═════ RECORD SET

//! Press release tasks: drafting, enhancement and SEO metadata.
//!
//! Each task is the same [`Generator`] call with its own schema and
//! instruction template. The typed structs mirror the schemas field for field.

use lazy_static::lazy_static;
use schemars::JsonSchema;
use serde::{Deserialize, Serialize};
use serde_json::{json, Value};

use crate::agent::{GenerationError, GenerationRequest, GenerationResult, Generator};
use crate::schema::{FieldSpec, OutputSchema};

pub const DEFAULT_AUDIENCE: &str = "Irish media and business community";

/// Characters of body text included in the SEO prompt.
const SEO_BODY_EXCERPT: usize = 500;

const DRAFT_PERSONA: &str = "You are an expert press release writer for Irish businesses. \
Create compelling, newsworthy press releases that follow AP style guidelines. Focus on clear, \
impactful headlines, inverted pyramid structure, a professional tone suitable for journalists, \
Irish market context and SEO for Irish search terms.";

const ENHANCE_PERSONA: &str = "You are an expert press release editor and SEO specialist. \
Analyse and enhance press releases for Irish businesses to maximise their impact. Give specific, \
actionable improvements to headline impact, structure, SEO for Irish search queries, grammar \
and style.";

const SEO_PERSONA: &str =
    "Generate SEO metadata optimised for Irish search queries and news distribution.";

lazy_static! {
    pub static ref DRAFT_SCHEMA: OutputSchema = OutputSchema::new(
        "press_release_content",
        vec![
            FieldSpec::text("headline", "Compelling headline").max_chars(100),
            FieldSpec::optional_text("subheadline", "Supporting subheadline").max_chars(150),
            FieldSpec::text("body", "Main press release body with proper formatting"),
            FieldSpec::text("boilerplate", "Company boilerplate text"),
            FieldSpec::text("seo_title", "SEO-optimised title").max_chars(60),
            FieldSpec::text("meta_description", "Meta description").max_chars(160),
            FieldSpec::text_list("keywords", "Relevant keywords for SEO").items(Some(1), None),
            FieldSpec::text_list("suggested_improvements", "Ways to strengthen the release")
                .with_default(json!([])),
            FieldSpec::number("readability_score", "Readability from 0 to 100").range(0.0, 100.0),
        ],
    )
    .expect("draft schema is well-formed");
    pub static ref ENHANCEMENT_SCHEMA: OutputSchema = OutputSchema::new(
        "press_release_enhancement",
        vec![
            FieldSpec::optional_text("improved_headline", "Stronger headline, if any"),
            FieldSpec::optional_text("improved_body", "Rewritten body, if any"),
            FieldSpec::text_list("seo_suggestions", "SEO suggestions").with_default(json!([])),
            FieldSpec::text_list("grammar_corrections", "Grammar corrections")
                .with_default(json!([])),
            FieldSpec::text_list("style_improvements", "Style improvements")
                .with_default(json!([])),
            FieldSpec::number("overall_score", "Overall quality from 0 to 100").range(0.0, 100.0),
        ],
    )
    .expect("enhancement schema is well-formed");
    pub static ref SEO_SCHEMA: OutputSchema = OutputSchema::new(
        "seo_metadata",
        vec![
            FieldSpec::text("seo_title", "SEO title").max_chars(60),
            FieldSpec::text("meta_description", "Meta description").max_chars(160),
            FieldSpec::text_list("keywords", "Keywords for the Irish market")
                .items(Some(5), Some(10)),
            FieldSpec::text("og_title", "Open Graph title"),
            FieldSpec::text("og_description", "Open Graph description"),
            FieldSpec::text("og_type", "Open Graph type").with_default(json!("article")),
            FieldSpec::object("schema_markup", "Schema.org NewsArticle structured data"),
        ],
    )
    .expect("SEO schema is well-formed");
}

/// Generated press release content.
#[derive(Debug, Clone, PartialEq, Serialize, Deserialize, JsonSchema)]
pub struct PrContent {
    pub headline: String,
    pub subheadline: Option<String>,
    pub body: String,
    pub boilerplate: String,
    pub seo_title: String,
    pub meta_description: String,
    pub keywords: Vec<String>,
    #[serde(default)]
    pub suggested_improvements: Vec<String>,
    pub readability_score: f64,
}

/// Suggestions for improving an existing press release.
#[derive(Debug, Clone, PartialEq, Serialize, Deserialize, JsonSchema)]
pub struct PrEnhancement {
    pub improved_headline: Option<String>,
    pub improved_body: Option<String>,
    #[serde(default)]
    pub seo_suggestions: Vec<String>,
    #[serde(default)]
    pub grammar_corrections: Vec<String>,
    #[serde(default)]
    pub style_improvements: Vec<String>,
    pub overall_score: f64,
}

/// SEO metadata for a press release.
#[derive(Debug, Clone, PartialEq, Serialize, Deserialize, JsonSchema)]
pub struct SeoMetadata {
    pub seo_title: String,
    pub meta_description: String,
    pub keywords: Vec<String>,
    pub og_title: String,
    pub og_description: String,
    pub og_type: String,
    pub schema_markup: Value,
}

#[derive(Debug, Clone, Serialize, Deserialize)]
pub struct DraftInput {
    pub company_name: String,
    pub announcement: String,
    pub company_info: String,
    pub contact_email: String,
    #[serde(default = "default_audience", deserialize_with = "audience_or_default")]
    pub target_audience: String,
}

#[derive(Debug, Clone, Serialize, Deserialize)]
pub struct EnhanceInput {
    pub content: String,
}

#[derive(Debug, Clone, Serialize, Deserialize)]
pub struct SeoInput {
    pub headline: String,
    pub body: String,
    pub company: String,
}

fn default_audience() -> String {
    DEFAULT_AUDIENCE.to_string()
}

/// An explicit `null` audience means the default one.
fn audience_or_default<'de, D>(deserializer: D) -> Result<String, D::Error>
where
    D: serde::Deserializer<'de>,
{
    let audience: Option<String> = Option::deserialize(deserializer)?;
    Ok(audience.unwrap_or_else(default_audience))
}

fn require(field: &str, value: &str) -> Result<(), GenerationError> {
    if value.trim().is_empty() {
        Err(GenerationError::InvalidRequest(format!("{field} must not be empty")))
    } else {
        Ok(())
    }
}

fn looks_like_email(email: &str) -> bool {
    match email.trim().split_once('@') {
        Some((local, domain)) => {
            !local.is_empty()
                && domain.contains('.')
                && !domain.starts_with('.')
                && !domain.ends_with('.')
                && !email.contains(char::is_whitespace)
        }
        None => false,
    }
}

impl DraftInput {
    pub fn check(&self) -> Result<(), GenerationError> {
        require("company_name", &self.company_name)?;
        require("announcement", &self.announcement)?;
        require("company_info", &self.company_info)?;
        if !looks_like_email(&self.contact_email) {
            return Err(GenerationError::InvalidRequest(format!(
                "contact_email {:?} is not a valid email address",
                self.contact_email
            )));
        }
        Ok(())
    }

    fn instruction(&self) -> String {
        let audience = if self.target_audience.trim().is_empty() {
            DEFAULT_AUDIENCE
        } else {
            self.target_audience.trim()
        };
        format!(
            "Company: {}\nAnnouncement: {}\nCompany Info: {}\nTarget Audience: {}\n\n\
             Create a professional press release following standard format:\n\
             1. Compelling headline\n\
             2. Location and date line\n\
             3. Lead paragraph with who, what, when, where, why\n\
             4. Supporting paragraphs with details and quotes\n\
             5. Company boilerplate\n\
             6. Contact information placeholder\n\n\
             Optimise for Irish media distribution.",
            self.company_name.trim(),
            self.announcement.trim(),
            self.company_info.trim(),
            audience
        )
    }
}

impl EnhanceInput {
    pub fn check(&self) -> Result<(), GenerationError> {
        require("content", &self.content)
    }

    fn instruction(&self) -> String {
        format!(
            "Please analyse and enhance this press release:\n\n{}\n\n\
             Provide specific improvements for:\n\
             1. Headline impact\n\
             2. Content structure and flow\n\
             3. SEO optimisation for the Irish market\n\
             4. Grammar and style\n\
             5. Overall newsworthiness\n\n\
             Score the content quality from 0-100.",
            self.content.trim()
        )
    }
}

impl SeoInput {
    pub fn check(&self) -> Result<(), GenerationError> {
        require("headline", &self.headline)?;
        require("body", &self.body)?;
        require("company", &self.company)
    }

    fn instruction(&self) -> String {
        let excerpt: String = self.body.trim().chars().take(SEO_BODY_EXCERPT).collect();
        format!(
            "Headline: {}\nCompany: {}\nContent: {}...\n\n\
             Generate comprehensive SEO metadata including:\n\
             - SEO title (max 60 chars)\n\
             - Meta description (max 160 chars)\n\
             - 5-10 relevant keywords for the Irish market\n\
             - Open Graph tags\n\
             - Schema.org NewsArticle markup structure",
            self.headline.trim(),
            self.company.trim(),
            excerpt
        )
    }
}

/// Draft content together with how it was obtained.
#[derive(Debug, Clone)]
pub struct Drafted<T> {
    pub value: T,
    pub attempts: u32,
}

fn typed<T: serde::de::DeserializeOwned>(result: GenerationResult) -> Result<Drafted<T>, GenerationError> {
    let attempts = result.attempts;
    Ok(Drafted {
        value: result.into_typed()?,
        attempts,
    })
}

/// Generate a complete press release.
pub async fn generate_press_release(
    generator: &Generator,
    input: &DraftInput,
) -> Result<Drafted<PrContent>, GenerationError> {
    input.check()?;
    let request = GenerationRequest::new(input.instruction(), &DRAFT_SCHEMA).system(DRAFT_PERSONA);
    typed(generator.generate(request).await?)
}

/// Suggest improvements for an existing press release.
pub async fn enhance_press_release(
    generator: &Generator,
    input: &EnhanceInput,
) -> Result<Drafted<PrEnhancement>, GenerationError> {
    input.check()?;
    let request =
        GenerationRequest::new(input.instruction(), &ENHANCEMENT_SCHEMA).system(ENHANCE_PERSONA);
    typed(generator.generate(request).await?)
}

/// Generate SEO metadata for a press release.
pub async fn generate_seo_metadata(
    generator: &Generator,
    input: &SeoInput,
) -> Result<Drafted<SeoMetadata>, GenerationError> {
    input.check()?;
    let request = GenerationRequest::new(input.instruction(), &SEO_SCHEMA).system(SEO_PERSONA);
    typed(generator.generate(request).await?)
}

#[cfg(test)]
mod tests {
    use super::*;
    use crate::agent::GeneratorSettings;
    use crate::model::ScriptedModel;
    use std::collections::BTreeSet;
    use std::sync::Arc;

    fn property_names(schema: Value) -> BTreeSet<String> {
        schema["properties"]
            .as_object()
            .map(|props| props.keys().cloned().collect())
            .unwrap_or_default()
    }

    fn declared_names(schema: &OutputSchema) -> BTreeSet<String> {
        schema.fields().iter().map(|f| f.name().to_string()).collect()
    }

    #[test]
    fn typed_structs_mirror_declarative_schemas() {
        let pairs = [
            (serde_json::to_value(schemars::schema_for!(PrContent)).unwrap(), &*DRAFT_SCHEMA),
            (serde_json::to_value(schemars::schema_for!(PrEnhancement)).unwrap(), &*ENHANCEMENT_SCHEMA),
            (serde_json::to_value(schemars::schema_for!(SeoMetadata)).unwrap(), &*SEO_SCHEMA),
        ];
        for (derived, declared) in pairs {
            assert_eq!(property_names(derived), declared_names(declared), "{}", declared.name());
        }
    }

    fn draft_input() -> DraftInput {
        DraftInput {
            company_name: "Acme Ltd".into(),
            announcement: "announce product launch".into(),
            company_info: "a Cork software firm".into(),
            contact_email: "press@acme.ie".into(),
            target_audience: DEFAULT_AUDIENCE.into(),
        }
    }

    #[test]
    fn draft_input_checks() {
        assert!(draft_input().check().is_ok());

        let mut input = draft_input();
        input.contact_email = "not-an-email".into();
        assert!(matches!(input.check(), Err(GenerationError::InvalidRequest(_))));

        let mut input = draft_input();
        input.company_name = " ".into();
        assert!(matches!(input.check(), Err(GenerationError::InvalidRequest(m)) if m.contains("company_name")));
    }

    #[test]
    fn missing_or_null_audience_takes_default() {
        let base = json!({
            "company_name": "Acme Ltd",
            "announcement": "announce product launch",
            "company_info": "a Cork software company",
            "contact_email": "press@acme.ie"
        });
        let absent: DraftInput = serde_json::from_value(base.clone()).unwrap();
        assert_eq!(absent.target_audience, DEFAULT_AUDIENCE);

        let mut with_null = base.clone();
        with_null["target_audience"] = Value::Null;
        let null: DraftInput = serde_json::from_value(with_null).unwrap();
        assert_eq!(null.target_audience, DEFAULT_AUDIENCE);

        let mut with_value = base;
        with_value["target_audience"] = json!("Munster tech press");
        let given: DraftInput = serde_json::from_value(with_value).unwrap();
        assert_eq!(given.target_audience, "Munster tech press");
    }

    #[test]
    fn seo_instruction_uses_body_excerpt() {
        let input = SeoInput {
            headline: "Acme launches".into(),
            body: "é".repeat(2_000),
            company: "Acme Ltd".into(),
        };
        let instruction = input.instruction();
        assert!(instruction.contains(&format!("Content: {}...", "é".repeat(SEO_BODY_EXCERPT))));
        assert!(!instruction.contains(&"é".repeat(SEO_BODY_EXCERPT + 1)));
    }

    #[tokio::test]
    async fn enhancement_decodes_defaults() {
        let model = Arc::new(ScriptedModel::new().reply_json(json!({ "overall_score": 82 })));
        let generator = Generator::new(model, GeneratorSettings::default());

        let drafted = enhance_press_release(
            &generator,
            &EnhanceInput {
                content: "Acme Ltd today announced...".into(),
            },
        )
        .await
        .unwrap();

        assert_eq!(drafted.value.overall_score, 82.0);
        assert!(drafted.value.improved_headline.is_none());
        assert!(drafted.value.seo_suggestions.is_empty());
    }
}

══════════

Identify each line in the records above containing the word "BTreeSet"; copy those lines.

__ANSWER TO THE PROBLEM__
    use std::collections::BTreeSet;
    fn property_names(schema: Value) -> BTreeSet<String> {
    fn declared_names(schema: &OutputSchema) -> BTreeSet<String> {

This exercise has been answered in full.